**About this task:**
Below are records; give the number of their lines that contain "accent", and only that number.

**Exercise input:**

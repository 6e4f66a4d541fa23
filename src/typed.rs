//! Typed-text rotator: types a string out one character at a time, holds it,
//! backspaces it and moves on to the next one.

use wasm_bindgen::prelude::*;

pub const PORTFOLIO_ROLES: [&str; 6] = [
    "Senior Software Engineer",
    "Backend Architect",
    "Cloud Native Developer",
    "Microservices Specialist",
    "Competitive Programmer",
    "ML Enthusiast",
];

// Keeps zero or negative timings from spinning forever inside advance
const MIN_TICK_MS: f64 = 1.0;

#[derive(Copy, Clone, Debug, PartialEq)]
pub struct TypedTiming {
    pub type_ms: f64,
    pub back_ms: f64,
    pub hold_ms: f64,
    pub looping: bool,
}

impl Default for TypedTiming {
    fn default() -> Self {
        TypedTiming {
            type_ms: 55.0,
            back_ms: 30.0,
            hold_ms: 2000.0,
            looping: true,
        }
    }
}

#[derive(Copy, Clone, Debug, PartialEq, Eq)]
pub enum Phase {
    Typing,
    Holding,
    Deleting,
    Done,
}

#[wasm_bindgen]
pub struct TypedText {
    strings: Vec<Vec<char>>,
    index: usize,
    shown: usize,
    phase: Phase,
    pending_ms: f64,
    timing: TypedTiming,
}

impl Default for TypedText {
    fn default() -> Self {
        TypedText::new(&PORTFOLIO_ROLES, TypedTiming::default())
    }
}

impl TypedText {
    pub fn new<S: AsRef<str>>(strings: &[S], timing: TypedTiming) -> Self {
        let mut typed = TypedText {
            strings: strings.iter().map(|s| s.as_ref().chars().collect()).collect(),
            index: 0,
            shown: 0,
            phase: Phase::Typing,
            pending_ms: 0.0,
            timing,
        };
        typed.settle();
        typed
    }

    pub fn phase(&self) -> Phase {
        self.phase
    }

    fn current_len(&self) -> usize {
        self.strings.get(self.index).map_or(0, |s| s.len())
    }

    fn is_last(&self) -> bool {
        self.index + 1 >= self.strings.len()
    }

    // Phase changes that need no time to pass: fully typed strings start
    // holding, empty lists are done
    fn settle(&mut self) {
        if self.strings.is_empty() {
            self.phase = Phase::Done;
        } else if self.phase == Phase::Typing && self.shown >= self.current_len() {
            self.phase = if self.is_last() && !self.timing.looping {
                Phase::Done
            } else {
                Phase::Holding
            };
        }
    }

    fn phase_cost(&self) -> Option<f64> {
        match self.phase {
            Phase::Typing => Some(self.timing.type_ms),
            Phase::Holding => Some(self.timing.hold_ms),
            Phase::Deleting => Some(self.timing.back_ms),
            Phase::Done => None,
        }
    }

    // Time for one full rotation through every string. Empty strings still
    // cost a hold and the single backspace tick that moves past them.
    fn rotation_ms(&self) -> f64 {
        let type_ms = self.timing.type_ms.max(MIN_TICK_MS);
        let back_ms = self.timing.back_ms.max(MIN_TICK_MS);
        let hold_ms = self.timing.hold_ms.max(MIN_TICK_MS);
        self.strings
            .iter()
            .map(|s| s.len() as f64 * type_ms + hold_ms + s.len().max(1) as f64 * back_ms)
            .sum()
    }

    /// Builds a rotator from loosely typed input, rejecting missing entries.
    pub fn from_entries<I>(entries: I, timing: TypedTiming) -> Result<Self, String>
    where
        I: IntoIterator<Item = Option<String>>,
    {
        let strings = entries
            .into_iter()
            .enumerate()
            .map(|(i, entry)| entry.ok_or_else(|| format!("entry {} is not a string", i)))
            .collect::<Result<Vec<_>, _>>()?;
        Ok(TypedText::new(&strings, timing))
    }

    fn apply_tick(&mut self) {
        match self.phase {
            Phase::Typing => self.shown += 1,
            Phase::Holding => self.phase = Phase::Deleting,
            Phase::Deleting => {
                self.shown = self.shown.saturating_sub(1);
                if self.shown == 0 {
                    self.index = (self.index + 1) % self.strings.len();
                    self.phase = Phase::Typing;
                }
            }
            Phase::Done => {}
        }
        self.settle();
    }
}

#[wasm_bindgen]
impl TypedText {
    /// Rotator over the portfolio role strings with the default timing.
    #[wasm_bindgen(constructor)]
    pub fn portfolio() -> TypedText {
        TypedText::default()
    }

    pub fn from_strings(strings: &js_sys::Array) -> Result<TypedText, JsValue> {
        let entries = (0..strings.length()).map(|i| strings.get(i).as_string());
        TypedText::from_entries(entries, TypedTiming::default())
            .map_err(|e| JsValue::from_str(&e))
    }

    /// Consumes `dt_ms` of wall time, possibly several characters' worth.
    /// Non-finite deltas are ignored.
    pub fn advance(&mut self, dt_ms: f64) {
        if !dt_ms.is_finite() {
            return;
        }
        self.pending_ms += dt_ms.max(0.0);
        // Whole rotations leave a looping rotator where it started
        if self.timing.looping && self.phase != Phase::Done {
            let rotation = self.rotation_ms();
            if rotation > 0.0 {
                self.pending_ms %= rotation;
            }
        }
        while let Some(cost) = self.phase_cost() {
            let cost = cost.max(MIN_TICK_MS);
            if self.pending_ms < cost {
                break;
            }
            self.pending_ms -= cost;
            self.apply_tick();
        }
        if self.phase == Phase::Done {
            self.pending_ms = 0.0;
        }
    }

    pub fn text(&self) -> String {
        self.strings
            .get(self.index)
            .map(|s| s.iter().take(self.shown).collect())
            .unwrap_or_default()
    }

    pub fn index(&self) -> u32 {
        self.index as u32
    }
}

* * *

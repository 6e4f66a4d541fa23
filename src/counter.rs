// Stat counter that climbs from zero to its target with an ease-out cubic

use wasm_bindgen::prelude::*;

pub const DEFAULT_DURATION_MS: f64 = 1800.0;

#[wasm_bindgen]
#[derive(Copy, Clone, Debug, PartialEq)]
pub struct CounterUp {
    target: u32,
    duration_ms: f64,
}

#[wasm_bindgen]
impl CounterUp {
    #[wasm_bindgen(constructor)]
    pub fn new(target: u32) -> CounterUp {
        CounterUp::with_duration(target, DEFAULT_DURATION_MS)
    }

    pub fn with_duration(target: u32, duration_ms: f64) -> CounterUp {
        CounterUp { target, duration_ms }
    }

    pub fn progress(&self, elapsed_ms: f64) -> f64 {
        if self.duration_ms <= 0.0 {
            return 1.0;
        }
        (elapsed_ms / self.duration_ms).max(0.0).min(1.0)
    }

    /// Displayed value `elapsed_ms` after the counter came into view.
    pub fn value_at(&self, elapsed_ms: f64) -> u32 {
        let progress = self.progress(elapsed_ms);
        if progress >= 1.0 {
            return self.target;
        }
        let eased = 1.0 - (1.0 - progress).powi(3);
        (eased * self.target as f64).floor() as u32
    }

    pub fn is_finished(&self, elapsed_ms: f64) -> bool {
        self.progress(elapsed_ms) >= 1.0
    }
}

* * *

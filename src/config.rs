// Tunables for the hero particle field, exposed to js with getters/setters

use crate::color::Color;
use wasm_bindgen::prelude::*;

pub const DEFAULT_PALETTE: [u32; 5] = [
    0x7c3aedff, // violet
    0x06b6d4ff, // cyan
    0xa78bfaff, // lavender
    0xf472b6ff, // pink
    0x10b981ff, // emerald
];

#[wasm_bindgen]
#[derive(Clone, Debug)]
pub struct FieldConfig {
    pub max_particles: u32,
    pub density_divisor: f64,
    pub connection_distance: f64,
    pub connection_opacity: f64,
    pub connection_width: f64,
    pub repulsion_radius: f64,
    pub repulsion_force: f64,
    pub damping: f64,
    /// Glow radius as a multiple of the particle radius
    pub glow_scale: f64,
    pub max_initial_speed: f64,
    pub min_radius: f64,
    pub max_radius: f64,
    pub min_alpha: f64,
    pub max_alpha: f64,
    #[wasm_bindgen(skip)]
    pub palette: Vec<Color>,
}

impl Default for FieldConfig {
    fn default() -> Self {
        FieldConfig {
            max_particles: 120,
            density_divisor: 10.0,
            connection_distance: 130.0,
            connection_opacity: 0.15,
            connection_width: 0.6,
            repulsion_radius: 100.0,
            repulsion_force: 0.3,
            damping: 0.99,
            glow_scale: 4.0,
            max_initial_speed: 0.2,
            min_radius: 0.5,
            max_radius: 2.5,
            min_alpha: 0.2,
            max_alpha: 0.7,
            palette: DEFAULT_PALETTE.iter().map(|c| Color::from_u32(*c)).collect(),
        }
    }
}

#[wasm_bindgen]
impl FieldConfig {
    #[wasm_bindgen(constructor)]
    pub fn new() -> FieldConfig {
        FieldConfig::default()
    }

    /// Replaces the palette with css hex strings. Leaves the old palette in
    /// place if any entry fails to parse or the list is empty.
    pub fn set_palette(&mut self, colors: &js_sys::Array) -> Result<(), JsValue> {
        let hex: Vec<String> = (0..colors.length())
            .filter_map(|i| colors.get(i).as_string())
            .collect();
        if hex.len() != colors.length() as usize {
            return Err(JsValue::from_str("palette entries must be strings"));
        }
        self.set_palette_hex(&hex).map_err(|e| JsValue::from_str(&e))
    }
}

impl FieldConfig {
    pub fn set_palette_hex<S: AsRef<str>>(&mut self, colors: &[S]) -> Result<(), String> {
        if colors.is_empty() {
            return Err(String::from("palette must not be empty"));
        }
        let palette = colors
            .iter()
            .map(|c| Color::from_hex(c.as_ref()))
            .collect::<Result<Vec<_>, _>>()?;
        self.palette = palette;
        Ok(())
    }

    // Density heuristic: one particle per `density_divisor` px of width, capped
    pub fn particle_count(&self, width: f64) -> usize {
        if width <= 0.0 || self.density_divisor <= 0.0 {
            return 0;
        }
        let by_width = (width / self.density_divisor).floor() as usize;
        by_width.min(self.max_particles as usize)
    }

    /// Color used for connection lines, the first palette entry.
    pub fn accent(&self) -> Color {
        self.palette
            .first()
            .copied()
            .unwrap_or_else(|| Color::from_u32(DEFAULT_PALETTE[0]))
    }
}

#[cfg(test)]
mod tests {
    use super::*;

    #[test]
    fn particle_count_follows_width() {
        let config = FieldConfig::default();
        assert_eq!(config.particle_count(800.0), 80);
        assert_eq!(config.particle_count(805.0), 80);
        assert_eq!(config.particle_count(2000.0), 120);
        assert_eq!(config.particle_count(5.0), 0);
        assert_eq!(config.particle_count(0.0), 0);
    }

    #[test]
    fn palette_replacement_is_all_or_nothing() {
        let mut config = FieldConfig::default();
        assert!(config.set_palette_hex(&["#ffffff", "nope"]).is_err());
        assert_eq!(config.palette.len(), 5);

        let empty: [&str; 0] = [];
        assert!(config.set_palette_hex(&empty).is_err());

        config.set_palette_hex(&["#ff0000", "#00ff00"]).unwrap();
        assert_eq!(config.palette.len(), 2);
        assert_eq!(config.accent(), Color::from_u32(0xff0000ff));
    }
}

**Answer section:**
2